Разбирался полковник Гребнев с моим заявлением весьма своеобразно. Понятно, в соответствии с традициями системы и собственными понятиями, что такое хорошо, и что такое плохо. Уже на следующий день меня вызвал начальник отряда. Взвинченный, взъерошенный. То орал, то бубнил. Смысл его нервного речитатива был таков — зачем ходил к хозяину через его, начальника отряда, голову, когда можно было все решить здесь в отряде, не вынося сор из избы. Еще через день на нашем швейном участке появился начальник промки всей зоны — полковник с запоминающейся внешностью, этакая чуть похудевшая копия нашего завхоза Вия (квадратное туловище, коротенькие ручки, нелепо торчащие с боков этого туловища, голова без шеи, плюс хриплый, надтреснутый голос). Через силу, с громадной натугой он был вежлив («Чего вы хотите? Не устраивает зарплата? А сколько бы вас устроило?»). Он ничего не обещал, но предложил: «Может, вам в ткачи перейти?» Ткачи на промке — профессия суперэлитная, заработная плата у них более тысячи рублей, для нашей зоны это деньги сверххорошие. Другое дело, что чаще всего выдвигают на эту работу люди из администрации, люди в погонах — потому и с душком она, эта профессия. Соглашаться на подобный переход было бы просто неприлично.
* * *
В последней посылке среди продуктов и прочих важных в арестантской жизни вещей ко мне «приехал» зубной эликсир — жидкость веселого ярко-зеленого цвета в прозрачном пластиковом флаконе. Тот самый, что приятно освежает рот и десны после чистки зубов. Плюс, как утверждают изготовители, является эффективным профилактическим и дезинфицирующим средством, что в нынешних условиях совсем не лишнее. Разумеется, эликсир изготовлен на спиртонесодержащей основе, иначе ко мне в руки он просто не попал бы. Естественно, что выдававший посылки легендарный прапорщик Маринка, руководствуясь то ли ведомственной инструкцией, то ли личной инициативой, флакон вскрыл, шумно понюхал содержимое, почти ввернув при этом его горизонтально в свою лохматую ноздрю. Более того, затем он выплеснул на ладонь зеленую капельку, лизнул ее и почти разочарованно чмокнул, что следовало понимать как подтверждение всякого отсутствия там спирта.

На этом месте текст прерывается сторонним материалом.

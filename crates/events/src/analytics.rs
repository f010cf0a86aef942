//! Best-effort analytics forwarding.
//!
//! [`AnalyticsWebhook`] POSTs each [`PlatformEvent`] once to a configured
//! URL. Failures are logged and dropped: analytics never blocks or fails the
//! operation that produced the event, and nothing is retried.

use std::time::Duration;

use tokio::sync::broadcast;

use crate::bus::PlatformEvent;

/// HTTP request timeout for a single delivery attempt.
const REQUEST_TIMEOUT: Duration = Duration::from_secs(10);

#[derive(Debug, thiserror::Error)]
pub enum WebhookError {
    /// The underlying HTTP request failed (network, DNS, timeout, etc.).
    #[error("HTTP request failed: {0}")]
    Request(#[from] reqwest::Error),

    /// The remote server returned a non-2xx status code.
    #[error("Webhook returned HTTP {0}")]
    HttpStatus(u16),
}

/// Forwards platform events to an analytics endpoint.
pub struct AnalyticsWebhook {
    client: reqwest::Client,
    url: String,
}

impl AnalyticsWebhook {
    pub fn new(url: impl Into<String>) -> Result<Self, WebhookError> {
        let client = reqwest::Client::builder().timeout(REQUEST_TIMEOUT).build()?;
        Ok(Self {
            client,
            url: url.into(),
        })
    }

    /// The JSON body sent for an event.
    pub fn body(event: &PlatformEvent) -> serde_json::Value {
        serde_json::json!({
            "event": event.event_type,
            "properties": event.payload,
            "entity_type": event.source_entity_type,
            "entity_id": event.source_entity_id,
            "user_id": event.actor_user_id,
            "timestamp": event.timestamp,
        })
    }

    /// Send one event. A single attempt.
    pub async fn deliver(&self, event: &PlatformEvent) -> Result<(), WebhookError> {
        let response = self
            .client
            .post(&self.url)
            .json(&Self::body(event))
            .send()
            .await?;
        if !response.status().is_success() {
            return Err(WebhookError::HttpStatus(response.status().as_u16()));
        }
        Ok(())
    }

    /// Forward events from the bus until it closes.
    pub async fn run(self, mut receiver: broadcast::Receiver<PlatformEvent>) {
        loop {
            match receiver.recv().await {
                Ok(event) => {
                    if let Err(e) = self.deliver(&event).await {
                        tracing::warn!(
                            error = %e,
                            event_type = %event.event_type,
                            "Analytics delivery failed, event dropped"
                        );
                    }
                }
                Err(broadcast::error::RecvError::Lagged(n)) => {
                    tracing::warn!(skipped = n, "Analytics forwarding lagged");
                }
                Err(broadcast::error::RecvError::Closed) => {
                    tracing::info!("Event bus closed, analytics forwarding shutting down");
                    break;
                }
            }
        }
    }
}
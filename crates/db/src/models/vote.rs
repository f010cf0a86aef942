//! In-app vote models.

use charm_core::types::{DbId, Timestamp};
use serde::Serialize;
use sqlx::FromRow;

/// A row from the `votes` table.
#[derive(Debug, Clone, FromRow, Serialize)]
pub struct Vote {
    pub id: DbId,
    pub proposal_id: DbId,
    pub evaluation_id: DbId,
    pub space_id: DbId,
    pub title: String,
    pub vote_type: String,
    pub options: Vec<String>,
    pub threshold: f64,
    pub max_choices: i32,
    pub deadline: Timestamp,
    pub status: String,
    pub created_by: DbId,
    pub created_at: Timestamp,
}

/// DTO for opening a vote on a vote step.
#[derive(Debug, Clone)]
pub struct CreateVote {
    pub proposal_id: DbId,
    pub evaluation_id: DbId,
    pub space_id: DbId,
    pub title: String,
    pub vote_type: String,
    pub options: Vec<String>,
    pub threshold: f64,
    pub max_choices: i32,
    pub deadline: Timestamp,
    pub created_by: DbId,
}
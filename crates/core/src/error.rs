use crate::types::DbId;

/// Domain error shared by every layer of the service.
///
/// Validation always runs before any write, so every variant except
/// `Internal` is raised with no partial state change behind it.
#[derive(Debug, thiserror::Error)]
pub enum CoreError {
    #[error("Entity not found: {entity} with id {id}")]
    NotFound { entity: &'static str, id: DbId },

    /// Malformed identifiers, out-of-range scores, unsupported criteria types.
    #[error("Invalid input: {0}")]
    InvalidInput(String),

    /// The acting user does not own the resource they are changing.
    #[error("Unauthorised action: {0}")]
    UnauthorisedAction(String),

    /// A reference crosses a boundary it must not cross (space, proposal).
    #[error("Insecure operation: {0}")]
    InsecureOperation(String),

    /// The resource is in a state that forbids the operation.
    #[error("Undesirable operation: {0}")]
    UndesirableOperation(String),

    #[error("Conflict: {0}")]
    Conflict(String),

    /// Missing or invalid credentials.
    #[error("Unauthorized: {0}")]
    Unauthorized(String),

    #[error("Internal error: {0}")]
    Internal(String),
}
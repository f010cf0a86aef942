//! Repository for final and draft rubric answers.
//!
//! Final answers live in `proposal_rubric_criteria_answers`, drafts in
//! `draft_proposal_rubric_criteria_answers`. Both are written as whole sets:
//! a reviewer's previous set for the evaluation is deleted and the new set
//! inserted in one transaction.

use charm_core::rubric::ValidatedAnswer;
use charm_core::types::DbId;
use sqlx::PgPool;

use crate::models::rubric::{AnswerScope, RubricAnswer};

/// Column list for both answer tables.
const COLUMNS: &str =
    "proposal_id, evaluation_id, user_id, rubric_criteria_id, response, comment, created_at";

fn table(is_draft: bool) -> &'static str {
    if is_draft {
        "draft_proposal_rubric_criteria_answers"
    } else {
        "proposal_rubric_criteria_answers"
    }
}

pub struct RubricAnswerRepo;

impl RubricAnswerRepo {
    /// Replace a reviewer's answer set for one evaluation.
    pub async fn replace(
        pool: &PgPool,
        scope: AnswerScope,
        answers: &[ValidatedAnswer],
        is_draft: bool,
    ) -> Result<Vec<RubricAnswer>, sqlx::Error> {
        let table = table(is_draft);
        let mut tx = pool.begin().await?;

        let delete = format!(
            "DELETE FROM {table} WHERE proposal_id = $1 AND evaluation_id = $2 AND user_id = $3"
        );
        sqlx::query(&delete)
            .bind(scope.proposal_id)
            .bind(scope.evaluation_id)
            .bind(scope.user_id)
            .execute(&mut *tx)
            .await?;

        let insert = format!(
            "INSERT INTO {table} \
                (proposal_id, evaluation_id, user_id, rubric_criteria_id, response, comment) \
             VALUES ($1, $2, $3, $4, $5, $6) \
             RETURNING {COLUMNS}"
        );
        let mut rows = Vec::with_capacity(answers.len());
        for answer in answers {
            let row = sqlx::query_as::<_, RubricAnswer>(&insert)
                .bind(scope.proposal_id)
                .bind(scope.evaluation_id)
                .bind(scope.user_id)
                .bind(answer.rubric_criteria_id)
                .bind(answer.response())
                .bind(&answer.comment)
                .fetch_one(&mut *tx)
                .await?;
            rows.push(row);
        }

        tx.commit().await?;
        Ok(rows)
    }

    /// List a proposal's answers, optionally narrowed to one evaluation.
    pub async fn list(
        pool: &PgPool,
        proposal_id: DbId,
        evaluation_id: Option<DbId>,
        is_draft: bool,
    ) -> Result<Vec<RubricAnswer>, sqlx::Error> {
        let query = format!(
            "SELECT {COLUMNS} FROM {} \
             WHERE proposal_id = $1 AND ($2::UUID IS NULL OR evaluation_id = $2) \
             ORDER BY created_at",
            table(is_draft)
        );
        sqlx::query_as::<_, RubricAnswer>(&query)
            .bind(proposal_id)
            .bind(evaluation_id)
            .fetch_all(pool)
            .await
    }
}
// ---------------------------------------------------------------------------
// Helpers
// ---------------------------------------------------------------------------

fn workflow(space_id: DbId) -> Value {
    json!({
        "spaceId": space_id,
        "title": "Community garden grant",
        "evaluations": [
            { "title": "Review", "type": "pass_fail", "requiredReviews": 2, "appealable": true },
            { "title": "Scoring", "type": "rubric" },
            {
                "title": "Community vote",
                "type": "vote",
                "voteSettings": {
                    "type": "SingleChoice",
                    "threshold": 50,
                    "options": ["Yes", "No", "Abstain"],
                    "maxChoices": 1,
                    "durationDays": 5
                }
            }
        ]
    })
}

async fn create(app: &TestApp, token: &str, body: Value) -> Value {
    let response = post_json(app, "/api/v1/proposals", token, body).await;
    assert_eq!(response.status(), StatusCode::CREATED);
    body_json(response).await["data"].clone()
}

fn evaluation_id(proposal: &Value, position: usize) -> String {
    proposal["evaluations"][position]["id"]
        .as_str()
        .unwrap()
        .to_string()
}

async fn submit(app: &TestApp, token: &str, proposal_id: &str, eid: &str, result: &str) -> (StatusCode, Value) {
    let response = post_json(
        app,
        &format!("/api/v1/proposals/{proposal_id}/evaluations/{eid}/submit-result"),
        token,
        json!({ "result": result }),
    )
    .await;
    let status = response.status();
    (status, body_json(response).await)
}

// ---------------------------------------------------------------------------
// Test: creating a proposal returns the draft pseudo-step
// ---------------------------------------------------------------------------

#[tokio::test]
async fn create_returns_draft_with_ordered_steps() {
    let app = build_test_app();
    let author = app.token(DbId::new_v4());

    let proposal = create(&app, &author, workflow(DbId::new_v4())).await;

    assert_eq!(proposal["status"], "draft");
    assert_eq!(proposal["current_step"]["step"], "draft");
    assert_eq!(proposal["current_step"]["index"], 0);
    assert_eq!(proposal["evaluation_status"], "draft");
    let types: Vec<&str> = proposal["evaluations"]
        .as_array()
        .unwrap()
        .iter()
        .map(|e| e["evaluation_type"].as_str().unwrap())
        .collect();
    assert_eq!(types, vec!["pass_fail", "rubric", "vote"]);
}

// ---------------------------------------------------------------------------
// Test: request validation rejects malformed bodies
// ---------------------------------------------------------------------------

#[tokio::test]
async fn invalid_required_reviews_is_400() {
    let app = build_test_app();
    let author = app.token(DbId::new_v4());

    let response = post_json(
        &app,
        "/api/v1/proposals",
        &author,
        json!({
            "spaceId": DbId::new_v4(),
            "title": "Grant",
            "evaluations": [{ "title": "Review", "type": "pass_fail", "requiredReviews": 0 }]
        }),
    )
    .await;

    assert_eq!(response.status(), StatusCode::BAD_REQUEST);
    assert_eq!(body_json(response).await["code"], "BAD_REQUEST");
}

// ---------------------------------------------------------------------------
// Test: publishing validates the workflow and authorship
// ---------------------------------------------------------------------------

#[tokio::test]
async fn publish_requires_rubric_criteria_and_authorship() {
    let app = build_test_app();
    let author = app.token(DbId::new_v4());
    let stranger = app.token(DbId::new_v4());
    let proposal = create(&app, &author, workflow(DbId::new_v4())).await;
    let id = proposal["id"].as_str().unwrap();

    let response = post_json(&app, &format!("/api/v1/proposals/{id}/publish"), &stranger, json!({})).await;
    assert_eq!(response.status(), StatusCode::FORBIDDEN);
    assert_eq!(body_json(response).await["code"], "UNAUTHORISED_ACTION");

    let response = post_json(&app, &format!("/api/v1/proposals/{id}/publish"), &author, json!({})).await;
    assert_eq!(response.status(), StatusCode::BAD_REQUEST);
    let json = body_json(response).await;
    assert!(json["error"].as_str().unwrap().contains("Scoring"));
}
pub mod jwt;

После этих вполне понятных, хотя и не очень объяснимых с точки зрения здравого смысла, процедур флакон занял свое место в моей прикроватной тумбочке рядом с мыльницей, бритвенным станком и прочим нехитрым арестантским скарбом.
Уже через два дня содержимое флакона убавилось почти вдвое.
Двойственное чувство одолело по этому поводу. С одной стороны — забавно, если представить физиономию человека, так от души хлебнувшего, а возможно, и даже проглотившего столько этой весьма специфической не только по цвету, но и по вкусу жидкости. С другой стороны — брезгливо, досадно, ибо за подобным фактом очередное свидетельство масштабов распространения такого постыдного для арестантской среды явления, как крысятничество, главное гнусное последствие которого, разумеется, не материальные потери, а создание благодатной среды для всякого рода подозрений, упреков и прочих видов недоброжелательности.
Так кто же мог отлить, отпить, отхлебнуть зеленой жидкости из моей бутылочки? Ведь мое спальное место расположено так, что случайному человеку (обитателю соседнего проходняка, жителю другой секции и т. д.) попасть сюда почти невозможно. Что же касается моих ближайших соседей… Кажется, здесь все приличные, все порядочные люди. Люди-то порядочные, но флакон-то ополовинен… Кто же на это решился?
Сосед сверху? Саша Морячок, бывший алкоголик (хотя, бывших алкоголиков, как и бывших наркоманов, почти не бывает)? Не думаю. Не замечал. Не похоже. Возится он со своими тряпочками-сопливничками, то сморкается, то стирает, то сушит… и ладно! Никогда ни в чем нехорошем замечен не был.
Сосед сбоку? Серега? Исключено вовсе. Мы с ним семейничаем уже почти год, его привычки, повадки, манеры во всех нюансах я знаю. Не могу даже представить, чтобы он хлебал из моего флакона, к тому же без спроса взятого из моей тумбочки.
Есть еще один сосед — узбек Эркин. Однако у него серьезное наркоманское прошлое. Алкоголя за свои тридцать с изрядным хвостиком лет он так и не «раскушал». Да и не было случая, чтобы каким-то поступком он давал основания подозревать себя в нездоровом интересе к чужому.
Чуть более отдаленные соседи? Дед Василий и чеченец Муса? Опять исключено. Потому что и тот и другой, несмотря на разницу в вере, возрасте, образе прежней «допосадочной» жизни предельно щепетильны в моральных вопросах и позариться на что-то чужое никак не могут.